In January 2021, the Dutch cabinet resigned over an algorithm.

Between 2012 and 2019, the Dutch tax authority ran a fraud detection system that scored childcare benefit recipients for risk of fraudulent claims. It combined data from tax records, benefits databases, and immigration files. It flagged roughly 26,000 families. Many had their benefits revoked and were ordered to repay tens of thousands of euros. The scoring logic was proprietary — affected families could not see what had caused the decision.

The system disproportionately targeted non-Dutch citizens and low-income households. The Hague District Court ruled in February 2020 that it violated Article 8 of the European Convention on Human Rights. EUR 30,000 per family was offered as initial compensation. Some families had lost their homes.

The model scored what it was designed to score. The failure was that nobody was accountable for the consequences — not the vendor, not the department, not the algorithm. It ran for seven years before a court stopped it.

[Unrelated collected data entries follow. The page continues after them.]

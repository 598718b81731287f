//! Parameter declarations and their typed value cells.
//!
//! A [`ParamDef`] couples one command-line parameter's identity (short and
//! long names), its behavior (mandatory, value-taking), and the decoded
//! value it receives during parsing. The decode rules form a closed set,
//! one per [`ParamKind`], selected by a single match.

use crate::args::error::ValueError;

/// Spellings accepted as explicit boolean values (case-sensitive).
const TRUTHY: &[&str] = &["1", "y", "yes", "t", "true", "on"];
const FALSY: &[&str] = &["0", "n", "no", "f", "false", "off"];

/// Which decode rule set a parameter uses.
#[derive(Debug, Clone, Copy, PartialEq, Eq)]
pub enum ParamKind {
    /// Free-form string, stored verbatim.
    Str,
    /// Presence flag; an explicit value must spell a boolean.
    Bool,
    /// Base-10 signed integer with an optional inclusive range.
    Int,
}

/// Decoded storage for one parameter, tagged by kind.
#[derive(Debug, Clone, PartialEq, Eq)]
pub enum ParamValue {
    Str(String),
    Bool(bool),
    Int(i64),
}

impl ParamValue {
    /// Canonical text form: verbatim for strings, `true`/`false` for
    /// booleans, decimal for integers.
    fn canonical(&self) -> String {
        match self {
            ParamValue::Str(s) => s.clone(),
            ParamValue::Bool(b) => b.to_string(),
            ParamValue::Int(v) => v.to_string(),
        }
    }
}

/// A single parameter declaration with its embedded value cell.
///
/// Created by the driver before parsing, mutated only through
/// [`ParamDef::set_value`] during parsing, read back afterwards. Repeated
/// assignment is allowed; the last write wins.
#[derive(Debug, Clone)]
pub struct ParamDef {
    /// Single-character form, matched without the leading dash.
    short: Option<char>,
    /// Long form, matched without the leading dashes. May be empty when a
    /// short form exists.
    long: String,
    description: String,
    mandatory: bool,
    takes_value: bool,
    /// Inclusive bounds for integer values; equal bounds disable the check.
    bounds: (i64, i64),
    /// Text mirror of `value`, refreshed on every successful set.
    raw: String,
    value: ParamValue,
    is_set: bool,
}

impl ParamDef {
    fn new(
        short: Option<char>,
        long: &str,
        description: &str,
        takes_value: bool,
        value: ParamValue,
    ) -> Self {
        Self {
            short,
            long: long.to_string(),
            description: description.to_string(),
            mandatory: false,
            takes_value,
            bounds: (0, 0),
            raw: value.canonical(),
            value,
            is_set: false,
        }
    }

    /// A boolean presence flag, default off.
    pub fn flag(short: Option<char>, long: &str, description: &str) -> Self {
        Self::new(short, long, description, false, ParamValue::Bool(false))
    }

    /// A value-taking string parameter, default empty.
    pub fn string(short: Option<char>, long: &str, description: &str) -> Self {
        Self::new(short, long, description, true, ParamValue::Str(String::new()))
    }

    /// A value-taking integer parameter with an explicit default.
    pub fn int(short: Option<char>, long: &str, description: &str, default: i64) -> Self {
        Self::new(short, long, description, true, ParamValue::Int(default))
    }

    /// Mark the parameter as required input.
    pub fn mandatory(mut self) -> Self {
        self.mandatory = true;
        self
    }

    /// Replace the default of a string parameter. Ignored for other kinds.
    pub fn with_default(mut self, default: &str) -> Self {
        if let ParamValue::Str(current) = &mut self.value {
            *current = default.to_string();
            self.raw = default.to_string();
        }
        self
    }

    /// Restrict an integer parameter to the inclusive range `[min, max]`.
    /// Equal bounds disable the check.
    pub fn with_range(mut self, min: i64, max: i64) -> Self {
        self.bounds = (min, max);
        self
    }

    pub fn short(&self) -> Option<char> {
        self.short
    }

    pub fn long(&self) -> &str {
        &self.long
    }

    pub fn description(&self) -> &str {
        &self.description
    }

    pub fn is_mandatory(&self) -> bool {
        self.mandatory
    }

    pub fn takes_value(&self) -> bool {
        self.takes_value
    }

    /// True once a command-line token has set the value; false while the
    /// default is in effect.
    pub fn is_set(&self) -> bool {
        self.is_set
    }

    /// The name used in diagnostics: the long form when present, the short
    /// form otherwise.
    pub fn name(&self) -> String {
        if self.long.is_empty() {
            self.short.map(String::from).unwrap_or_default()
        } else {
            self.long.clone()
        }
    }

    pub fn kind(&self) -> ParamKind {
        match self.value {
            ParamValue::Str(_) => ParamKind::Str,
            ParamValue::Bool(_) => ParamKind::Bool,
            ParamValue::Int(_) => ParamKind::Int,
        }
    }

    /// The decoded value cell.
    pub fn value(&self) -> &ParamValue {
        &self.value
    }

    /// True when `name` equals the long form or is exactly the single
    /// short-form character.
    pub fn matches_name(&self, name: &str) -> bool {
        (!self.long.is_empty() && name == self.long)
            || self.short.is_some_and(|short| {
                let mut chars = name.chars();
                chars.next() == Some(short) && chars.next().is_none()
            })
    }

    /// Decode `raw` according to the parameter kind and store the result.
    ///
    /// String cells accept anything verbatim. Boolean cells accept the
    /// empty activation plus the truthy and falsy spellings, and always
    /// store `true`: presence of the flag wins over an explicit falsy
    /// spelling. Integer cells require the whole token to be a base-10
    /// number inside the declared range.
    ///
    /// On success the text mirror is refreshed and the cell is marked set.
    pub fn set_value(&mut self, raw: &str) -> Result<(), ValueError> {
        match &mut self.value {
            ParamValue::Str(current) => {
                *current = raw.to_string();
            }
            ParamValue::Bool(current) => {
                if !raw.is_empty() && !TRUTHY.contains(&raw) && !FALSY.contains(&raw) {
                    return Err(ValueError::InvalidBool {
                        token: raw.to_string(),
                    });
                }
                *current = true;
            }
            ParamValue::Int(current) => {
                let value: i64 = raw.parse().map_err(|source| ValueError::InvalidInt {
                    token: raw.to_string(),
                    source,
                })?;
                let (min, max) = self.bounds;
                if min != max && !(min..=max).contains(&value) {
                    return Err(ValueError::OutOfRange { value, min, max });
                }
                *current = value;
            }
        }
        self.raw = self.value.canonical();
        self.is_set = true;
        Ok(())
    }

    /// Decoded boolean. Non-bool parameters read as `true`.
    pub fn as_bool(&self) -> bool {
        match self.value {
            ParamValue::Bool(b) => b,
            _ => true,
        }
    }

    /// Decoded integer. Non-int parameters read as `0`.
    pub fn as_int(&self) -> i64 {
        match self.value {
            ParamValue::Int(v) => v,
            _ => 0,
        }
    }

    /// Current value as text: verbatim for strings, canonical for booleans
    /// and integers.
    pub fn as_str(&self) -> &str {
        &self.raw
    }
}

#[cfg(test)]
mod tests {
    use super::*;

    #[test]
    fn string_stores_verbatim_and_mirrors() {
        let mut p = ParamDef::string(Some('o'), "out", "Output path");
        assert!(!p.is_set());
        assert_eq!(p.as_str(), "");

        p.set_value("a.out").unwrap();
        assert!(p.is_set());
        assert_eq!(p.value(), &ParamValue::Str("a.out".to_string()));
        assert_eq!(p.as_str(), "a.out");
    }

    #[test]
    fn string_default_readback_until_set() {
        let p = ParamDef::string(None, "lst", "Listing path").with_default("out.lst");
        assert!(!p.is_set());
        assert_eq!(p.as_str(), "out.lst");
        assert_eq!(p.value(), &ParamValue::Str("out.lst".to_string()));
    }

    #[test]
    fn last_write_wins() {
        let mut p = ParamDef::string(Some('o'), "out", "Output path");
        p.set_value("first").unwrap();
        p.set_value("second").unwrap();
        assert_eq!(p.as_str(), "second");
    }

    #[test]
    fn bool_empty_activation_sets_true() {
        let mut p = ParamDef::flag(Some('v'), "verbose", "Verbose output");
        assert!(!p.as_bool());
        assert_eq!(p.as_str(), "false");

        p.set_value("").unwrap();
        assert!(p.as_bool());
        assert!(p.is_set());
        assert_eq!(p.as_str(), "true");
    }

    #[test]
    fn bool_truthy_spellings_accepted() {
        for spelling in ["1", "y", "yes", "t", "true", "on"] {
            let mut p = ParamDef::flag(Some('v'), "verbose", "Verbose output");
            p.set_value(spelling).unwrap();
            assert!(p.as_bool(), "spelling {:?} should decode", spelling);
        }
    }

    #[test]
    fn bool_explicit_falsy_still_reads_true() {
        // Presence of the flag wins over the spelled-out value.
        for spelling in ["0", "n", "no", "f", "false", "off"] {
            let mut p = ParamDef::flag(Some('v'), "verbose", "Verbose output");
            p.set_value(spelling).unwrap();
            assert!(p.as_bool(), "spelling {:?} should still read true", spelling);
            assert!(p.is_set());
            assert_eq!(p.as_str(), "true");
        }
    }

    #[test]
    fn bool_garbage_rejected() {
        let mut p = ParamDef::flag(Some('v'), "verbose", "Verbose output");
        let err = p.set_value("maybe").unwrap_err();
        assert_eq!(
            err,
            ValueError::InvalidBool {
                token: "maybe".to_string()
            }
        );
        assert!(!p.is_set());
        assert!(!p.as_bool());
    }

    #[test]
    fn bool_spellings_are_case_sensitive() {
        let mut p = ParamDef::flag(Some('v'), "verbose", "Verbose output");
        assert!(p.set_value("YES").is_err());
        assert!(p.set_value("True").is_err());
    }

    #[test]
    fn int_decodes_and_mirrors_canonical() {
        let mut p = ParamDef::int(Some('j'), "threads", "Worker count", 1);
        assert_eq!(p.as_int(), 1);
        assert_eq!(p.as_str(), "1");

        p.set_value("07").unwrap();
        assert_eq!(p.as_int(), 7);
        // The mirror holds the canonical form, not the raw token.
        assert_eq!(p.as_str(), "7");
    }

    #[test]
    fn int_rejects_non_numeric() {
        let mut p = ParamDef::int(Some('j'), "threads", "Worker count", 1);
        assert!(matches!(
            p.set_value("4abc"),
            Err(ValueError::InvalidInt { .. })
        ));
        assert!(matches!(p.set_value(""), Err(ValueError::InvalidInt { .. })));
        assert_eq!(p.as_int(), 1);
        assert!(!p.is_set());
    }

    #[test]
    fn int_range_enforced_inclusive() {
        let mut p = ParamDef::int(Some('j'), "threads", "Worker count", 1).with_range(1, 16);
        p.set_value("1").unwrap();
        p.set_value("16").unwrap();

        let err = p.set_value("17").unwrap_err();
        assert_eq!(
            err,
            ValueError::OutOfRange {
                value: 17,
                min: 1,
                max: 16
            }
        );
        assert!(p.set_value("0").is_err());
        assert_eq!(p.as_int(), 16);
    }

    #[test]
    fn int_equal_bounds_disable_range() {
        let mut p = ParamDef::int(Some('j'), "threads", "Worker count", 1);
        p.set_value("-400000").unwrap();
        assert_eq!(p.as_int(), -400000);

        let mut pinned = ParamDef::int(None, "depth", "Recursion depth", 5).with_range(5, 5);
        pinned.set_value("9000").unwrap();
        assert_eq!(pinned.as_int(), 9000);
    }

    #[test]
    fn cross_kind_readers_have_defined_defaults() {
        let flag = ParamDef::flag(Some('v'), "verbose", "Verbose output");
        let string = ParamDef::string(Some('o'), "out", "Output path");
        let int = ParamDef::int(Some('j'), "threads", "Worker count", 3);

        assert_eq!(flag.as_int(), 0);
        assert!(string.as_bool());
        assert_eq!(string.as_int(), 0);
        assert!(int.as_bool());
        assert_eq!(int.as_str(), "3");
    }

    #[test]
    fn matches_short_and_long_names() {
        let p = ParamDef::flag(Some('v'), "verbose", "Verbose output");
        assert!(p.matches_name("verbose"));
        assert!(p.matches_name("v"));
        assert!(!p.matches_name("verbos"));
        assert!(!p.matches_name("vv"));
        assert!(!p.matches_name(""));
    }

    #[test]
    fn empty_long_name_never_matches() {
        let p = ParamDef::flag(Some('x'), "", "Short-only flag");
        assert!(p.matches_name("x"));
        assert!(!p.matches_name(""));
    }

    #[test]
    fn name_prefers_long_form() {
        let both = ParamDef::flag(Some('v'), "verbose", "Verbose output");
        assert_eq!(both.name(), "verbose");

        let short_only = ParamDef::flag(Some('x'), "", "Short-only flag");
        assert_eq!(short_only.name(), "x");
    }

    #[test]
    fn kind_reflects_constructor() {
        assert_eq!(ParamDef::flag(None, "a", "").kind(), ParamKind::Bool);
        assert_eq!(ParamDef::string(None, "b", "").kind(), ParamKind::Str);
        assert_eq!(ParamDef::int(None, "c", "", 0).kind(), ParamKind::Int);
    }

    #[test]
    fn with_default_ignored_for_non_strings() {
        let p = ParamDef::int(None, "threads", "Worker count", 2).with_default("9");
        assert_eq!(p.as_int(), 2);
        assert_eq!(p.as_str(), "2");
    }
}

The Dutch case is not unique. Australia’s Robodebt scheme (2015-2019) used automated income averaging to calculate welfare debts. The arithmetic systematically overstated what recipients owed. Approximately 469,000 debt letters were issued. At least ten suicides were correlated with the notices. Settlement: AUD 1.56 billion. In the UK in 2020, an exam-grading algorithm downgraded roughly 40% of A-level grades, disproportionately affecting state school students. It was reversed within four days.

Different countries, different systems. The same pattern: automated system deployed without validation. No meaningful human review during operation. Opacity by design. Disproportionate harm to vulnerable populations. Change only under public pressure.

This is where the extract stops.